_PROBLEM DETAILS_. Which lines of the records below contain the word "Complex"? Copy each of them out.

======== AVAILABLE DATA

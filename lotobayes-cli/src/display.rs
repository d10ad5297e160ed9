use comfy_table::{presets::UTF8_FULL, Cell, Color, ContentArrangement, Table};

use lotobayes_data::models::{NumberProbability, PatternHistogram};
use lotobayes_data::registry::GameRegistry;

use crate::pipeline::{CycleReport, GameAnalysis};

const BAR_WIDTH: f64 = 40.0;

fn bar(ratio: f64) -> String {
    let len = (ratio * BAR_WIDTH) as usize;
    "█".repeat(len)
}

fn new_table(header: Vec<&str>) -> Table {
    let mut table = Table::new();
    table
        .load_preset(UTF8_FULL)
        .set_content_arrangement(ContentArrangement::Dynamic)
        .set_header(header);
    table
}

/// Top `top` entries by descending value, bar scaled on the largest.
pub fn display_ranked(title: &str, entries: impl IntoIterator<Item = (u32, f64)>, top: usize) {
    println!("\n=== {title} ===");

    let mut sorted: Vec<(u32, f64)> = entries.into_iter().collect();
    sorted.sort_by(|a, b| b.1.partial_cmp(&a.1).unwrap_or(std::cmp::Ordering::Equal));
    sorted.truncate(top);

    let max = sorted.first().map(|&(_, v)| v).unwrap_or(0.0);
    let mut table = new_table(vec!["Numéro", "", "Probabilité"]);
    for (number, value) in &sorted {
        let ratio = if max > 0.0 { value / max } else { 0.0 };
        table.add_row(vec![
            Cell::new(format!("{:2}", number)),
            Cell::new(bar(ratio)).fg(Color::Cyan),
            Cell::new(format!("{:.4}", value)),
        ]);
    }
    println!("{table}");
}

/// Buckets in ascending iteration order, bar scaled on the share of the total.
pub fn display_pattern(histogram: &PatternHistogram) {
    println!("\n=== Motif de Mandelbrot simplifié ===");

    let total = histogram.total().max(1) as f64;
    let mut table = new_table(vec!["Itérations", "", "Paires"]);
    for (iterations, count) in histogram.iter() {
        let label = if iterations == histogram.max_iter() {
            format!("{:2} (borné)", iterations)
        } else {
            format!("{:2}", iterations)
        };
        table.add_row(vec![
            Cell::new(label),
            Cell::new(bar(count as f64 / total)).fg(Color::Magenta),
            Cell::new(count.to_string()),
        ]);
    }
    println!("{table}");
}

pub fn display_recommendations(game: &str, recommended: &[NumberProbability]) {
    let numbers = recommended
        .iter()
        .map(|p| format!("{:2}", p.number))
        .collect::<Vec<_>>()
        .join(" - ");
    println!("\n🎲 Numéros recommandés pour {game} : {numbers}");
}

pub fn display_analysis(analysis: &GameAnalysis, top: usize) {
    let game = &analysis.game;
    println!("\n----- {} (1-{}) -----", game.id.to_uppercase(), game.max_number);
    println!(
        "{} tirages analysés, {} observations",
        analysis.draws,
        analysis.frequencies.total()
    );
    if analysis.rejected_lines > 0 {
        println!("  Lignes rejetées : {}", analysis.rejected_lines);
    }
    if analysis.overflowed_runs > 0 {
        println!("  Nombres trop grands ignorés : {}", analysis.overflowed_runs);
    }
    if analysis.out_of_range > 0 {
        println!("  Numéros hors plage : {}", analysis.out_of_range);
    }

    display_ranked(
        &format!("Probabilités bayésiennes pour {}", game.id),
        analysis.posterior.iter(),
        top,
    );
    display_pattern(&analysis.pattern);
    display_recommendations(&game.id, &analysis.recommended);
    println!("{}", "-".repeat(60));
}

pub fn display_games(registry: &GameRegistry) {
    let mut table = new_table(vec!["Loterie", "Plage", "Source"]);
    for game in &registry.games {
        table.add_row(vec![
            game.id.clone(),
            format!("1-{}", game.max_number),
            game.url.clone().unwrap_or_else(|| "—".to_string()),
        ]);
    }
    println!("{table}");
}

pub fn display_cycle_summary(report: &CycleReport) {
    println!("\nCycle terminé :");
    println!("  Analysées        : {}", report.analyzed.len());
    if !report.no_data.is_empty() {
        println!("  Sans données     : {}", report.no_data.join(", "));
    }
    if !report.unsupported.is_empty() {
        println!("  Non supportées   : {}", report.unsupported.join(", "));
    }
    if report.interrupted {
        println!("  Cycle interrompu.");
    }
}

================
======== AVAILABLE DATA

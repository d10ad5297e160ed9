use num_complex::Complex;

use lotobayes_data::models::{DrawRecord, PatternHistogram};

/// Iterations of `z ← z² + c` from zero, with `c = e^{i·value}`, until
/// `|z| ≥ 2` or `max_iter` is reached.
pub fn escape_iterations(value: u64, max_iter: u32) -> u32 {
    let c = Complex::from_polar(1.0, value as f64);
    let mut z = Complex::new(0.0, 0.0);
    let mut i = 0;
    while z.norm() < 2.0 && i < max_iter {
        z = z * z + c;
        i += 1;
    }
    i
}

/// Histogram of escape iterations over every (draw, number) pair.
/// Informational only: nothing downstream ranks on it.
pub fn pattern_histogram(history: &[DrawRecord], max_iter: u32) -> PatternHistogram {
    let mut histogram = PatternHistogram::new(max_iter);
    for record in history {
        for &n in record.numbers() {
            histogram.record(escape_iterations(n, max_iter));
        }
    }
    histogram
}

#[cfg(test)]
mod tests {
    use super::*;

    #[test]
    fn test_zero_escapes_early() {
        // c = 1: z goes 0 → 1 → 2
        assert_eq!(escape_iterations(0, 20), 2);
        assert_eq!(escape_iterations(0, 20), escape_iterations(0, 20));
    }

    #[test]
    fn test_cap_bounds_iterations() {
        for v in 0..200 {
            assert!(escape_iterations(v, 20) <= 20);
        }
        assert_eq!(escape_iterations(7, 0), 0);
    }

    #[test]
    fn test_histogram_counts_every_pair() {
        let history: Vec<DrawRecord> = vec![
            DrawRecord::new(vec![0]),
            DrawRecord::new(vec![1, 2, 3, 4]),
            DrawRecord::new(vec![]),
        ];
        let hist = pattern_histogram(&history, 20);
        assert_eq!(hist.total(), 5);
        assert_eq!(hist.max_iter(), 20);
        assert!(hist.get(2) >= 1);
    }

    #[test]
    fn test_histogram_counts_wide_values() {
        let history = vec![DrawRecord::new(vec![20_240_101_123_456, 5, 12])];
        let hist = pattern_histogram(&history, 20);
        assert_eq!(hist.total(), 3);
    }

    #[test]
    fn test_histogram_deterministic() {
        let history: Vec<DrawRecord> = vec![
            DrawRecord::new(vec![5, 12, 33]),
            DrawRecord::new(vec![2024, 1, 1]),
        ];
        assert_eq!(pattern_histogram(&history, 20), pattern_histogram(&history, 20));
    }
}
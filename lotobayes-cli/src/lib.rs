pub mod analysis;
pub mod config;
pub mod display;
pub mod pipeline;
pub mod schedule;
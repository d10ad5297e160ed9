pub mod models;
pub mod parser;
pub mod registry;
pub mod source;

================

_RESULT OF THIS EXERCISE_.
use num_complex::Complex;
    let c = Complex::from_polar(1.0, value as f64);
    let mut z = Complex::new(0.0, 0.0);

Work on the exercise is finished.